You can currently get parallelized versions of the following functions:

predict
predict_proba
predict_log_proba
summarize
fit

It's important to note that 'summarize' by itself does not completely fit unsupervised algorithms like HMM and GMMs, it has to be done iteratively. 'summarize' will simply calculate the suficient statistics for this particular dataset and store them in the model.

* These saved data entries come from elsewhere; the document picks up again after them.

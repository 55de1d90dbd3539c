//! Model errors.

use lam_common::ConfigError;
use thiserror::Error;

#[derive(Debug, Error)]
pub enum ModelError {
    /// Fatal at construction time.
    #[error(transparent)]
    Config(#[from] ConfigError),

    /// Input tensor with an unexpected shape at forward time.
    #[error("{stage}: expected shape {expected:?}, got {actual:?}")]
    Shape {
        stage: &'static str,
        expected: Vec<usize>,
        actual: Vec<usize>,
    },

    #[error(transparent)]
    Tensor(#[from] candle_core::Error),
}

pub type Result<T> = std::result::Result<T, ModelError>;

/// Fail with [`ModelError::Shape`] unless `x` has exactly `expected` dims.
pub(crate) fn check_shape(stage: &'static str, x: &candle_core::Tensor, expected: &[usize]) -> Result<()> {
    if x.dims() != expected {
        return Err(ModelError::Shape {
            stage,
            expected: expected.to_vec(),
            actual: x.dims().to_vec(),
        });
    }
    Ok(())
}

However, 'fit' will perform a complete fit, and takes all the same arguments that 'model.fit' would take, specifically 'stop_threshold' and 'max_iterations'. You can specify which backend you would like for each of these functions, either 'multiprocessing' or 'threading', but 'threading' is the default for increased performance.

Let's start off with parallelizing the predictions from a GeneralMixtureModel. The same code should work for all models in pomegranate, with differing leveels of efficiency.



In [75]:

    
mus = numpy.random.normal(0, 10, (25, 5))
distributions = [MultivariateGaussianDistribution(mu, numpy.eye(5)) for mu in mus]
model = GeneralMixtureModel(distributions)
X = numpy.concatenate([numpy.random.normal(mu, 1.5, (100000, 5)) for mu in mus])

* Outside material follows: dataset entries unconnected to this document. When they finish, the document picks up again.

//! The mesh side of encode-process-decode.
//!
//! The grid embedders, encoder and decoder are shared by every model; a
//! [`MeshModel`] supplies the rest: how many mesh nodes exist, how the
//! bottom mesh level is embedded, and how mesh representations are
//! processed between encoding and decoding.

use candle_core::{Result as CandleResult, Tensor};

use crate::error::Result;

pub trait MeshModel: Send + Sync {
    /// `(total mesh nodes, nodes ignored by encoder/decoder)`. Only the
    /// bottom level is connected to the grid, so the ignored count is every
    /// node above level 0.
    fn count_mesh_nodes(&self) -> (usize, usize);

    /// Embedding of the bottom mesh level, (N_0, h).
    fn embed_mesh_nodes(&self) -> Result<Tensor>;

    /// (B, N_0, h) → (B, N_0, h).
    fn process(&self, mesh_rep: &Tensor) -> Result<Tensor>;
}

/// (N, d) → (B, N, d), materialised so index ops see a contiguous tensor.
pub fn expand_to_batch(x: &Tensor, batch_size: usize) -> CandleResult<Tensor> {
    let (n, d) = x.dims2()?;
    x.unsqueeze(0)?.broadcast_as((batch_size, n, d))?.contiguous()
}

Let's see how long it takes to do predictions with the two methods.



In [76]:

    
%timeit model.predict(X)
%timeit model.predict(X, n_jobs=2)
%timeit model.predict(X, n_jobs=4)









    



1 loop, best of 3: 2.66 s per loop
1 loop, best of 3: 1.72 s per loop
1 loop, best of 3: 1.62 s per loop

Now let's make sure that we are getting the same results for both of them.



In [77]:

    
print "Complete Match: ", (model.predict(X) == model.predict(X, n_jobs=4)).all()
print model.predict(X[:20])
print model.predict(X[:20], n_jobs=4)









    



Complete Match:  True
[0 0 0 0 0 0 0 0 0 0 0 0 0 0 0 0 0 0 0 0]
[0 0 0 0 0 0 0 0 0 0 0 0 0 0 0 0 0 0 0 0]

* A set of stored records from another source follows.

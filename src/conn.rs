// Copyright (c) Microsoft Corporation.
// Licensed under the MIT license.

use crate::{
    engine::EngineHandle,
    fail::Fail,
    observer::{BindId, Event, Observer},
    tls::{TlsRead, TlsSession},
};

use bytes::Bytes;
use derive_more::Display;
use mio::{
    net::{TcpStream, UdpSocket},
    Interest, Token,
};

use std::{
    cell::RefCell,
    collections::VecDeque,
    io::{self, Read, Write},
    net::SocketAddr,
    rc::{Rc, Weak},
};

//==============================================================================
// Constants & Structures
//==============================================================================

/// # Connection
///
/// One socket, its send queue and its state machine. States only move
/// forward, `closed` is absorbing and releases the socket exactly once.
///
/// Flow control is a hysteresis over the unsent byte count: crossing the
/// high watermark upward raises `Exhausted`, draining below the low
/// watermark raises `Restored`, and nothing fires in between.

/// Low watermark default (bytes).
pub const MIN_PENDING_DEFAULT: usize = 16384;

/// High watermark default (bytes).
pub const MAX_PENDING_DEFAULT: usize = 65536;

/// Read size for draining a readable stream socket.
const RECV_CHUNK: usize = 4096;

/// Read size for a single datagram.
const DATAGRAM_CHUNK: usize = 65536;

/// Callback acknowledging one queued send, in submission order.
pub type SendCallback = Box<dyn FnOnce(Result<(), Fail>)>;

/// States of a [Connection].
#[derive(Clone, Copy, Debug, Display, Eq, PartialEq)]
pub enum ConnState {
    #[display(fmt = "pending")]
    Pending,
    #[display(fmt = "connecting")]
    Connecting,
    #[display(fmt = "open")]
    Open,
    #[display(fmt = "closed")]
    Closed,
}

/// Kinds of events raised by a [Connection].
#[derive(Clone, Copy, Debug, Eq, Hash, PartialEq)]
pub enum ConnEventKind {
    Connect,
    Data,
    Close,
    Exhausted,
    Restored,
    Upgrade,
}

/// Events raised by a [Connection].
pub enum ConnEvent {
    /// The connection completed its handshake and is open.
    Connect(Connection),
    /// Bytes arrived; datagrams carry the sender address.
    Data {
        conn: Connection,
        data: Bytes,
        from: Option<SocketAddr>,
    },
    /// The connection closed, with the error that caused it if any.
    Close {
        conn: Connection,
        error: Option<Fail>,
    },
    /// The unsent byte count crossed the high watermark upward.
    Exhausted(Connection),
    /// The unsent byte count drained below the low watermark.
    Restored(Connection),
    /// An in-place promotion to TLS completed its handshake.
    Upgrade(Connection),
}

/// Non-owning back-reference from a connection to its owner.
pub trait ConnOwner {
    /// Notifies the owner that one of its connections closed.
    fn connection_closed(&self, token: Token);
}

/// Socket behind a [Connection].
enum Sock {
    Stream(TcpStream),
    Datagram(UdpSocket),
}

/// One entry of the send queue.
struct SendItem {
    data: Bytes,
    offset: usize,
    address: Option<SocketAddr>,
    callback: Option<SendCallback>,
}

/// Connection Data
struct Inner {
    token: Token,
    sock: Option<Sock>,
    state: ConnState,
    send_queue: VecDeque<SendItem>,
    pending_s: usize,
    min_pending: usize,
    max_pending: usize,
    exhausted: bool,
    closing: bool,
    upgraded: bool,
    write_interest: bool,
    tls: Option<TlsSession>,
    engine: EngineHandle,
    owner: Option<Weak<dyn ConnOwner>>,
}

/// Connection
pub struct Connection {
    inner: Rc<RefCell<Inner>>,
    observer: Observer<ConnEvent>,
}

/// Deferred side effects of an I/O step, applied once the state borrow is
/// released so listeners may re-enter the connection.
#[derive(Default)]
struct Effects {
    connected: bool,
    upgraded: bool,
    data: Vec<(Bytes, Option<SocketAddr>)>,
    exhausted: bool,
    restored: bool,
    close: Option<Option<Fail>>,
    callbacks: Vec<(SendCallback, Result<(), Fail>)>,
}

This can work just as easily with Naive Bayes as it would work with GMMs.



In [78]:

    
model = NaiveBayes(distributions)



In [79]:

    
%timeit model.predict_proba(X)
%timeit model.predict_proba(X, n_jobs=4)









    



1 loop, best of 3: 5.51 s per loop
1 loop, best of 3: 3.56 s per loop

We can also confirm that this is producing the correct result.



In [80]:

    
(model.predict_proba(X[:100]) - model.predict_proba(X[:100], n_jobs=4)).sum()









    Out[80]:





0.0

Final Remarks

Thank you for working through this tutorial of the basic functionality of the pomegranate package. I hope that you end up finding it relevant and useful for your work. If you have any exciting use cases I'd love to hear about how pomegranate was able to help you.

pomegranate is a work in progress, and unfortunately is not how I am able to spend the majority of my time. If you notice a bug or inconsistency, please open an issue on github. I try to respond to fix the bugs as soon as possible!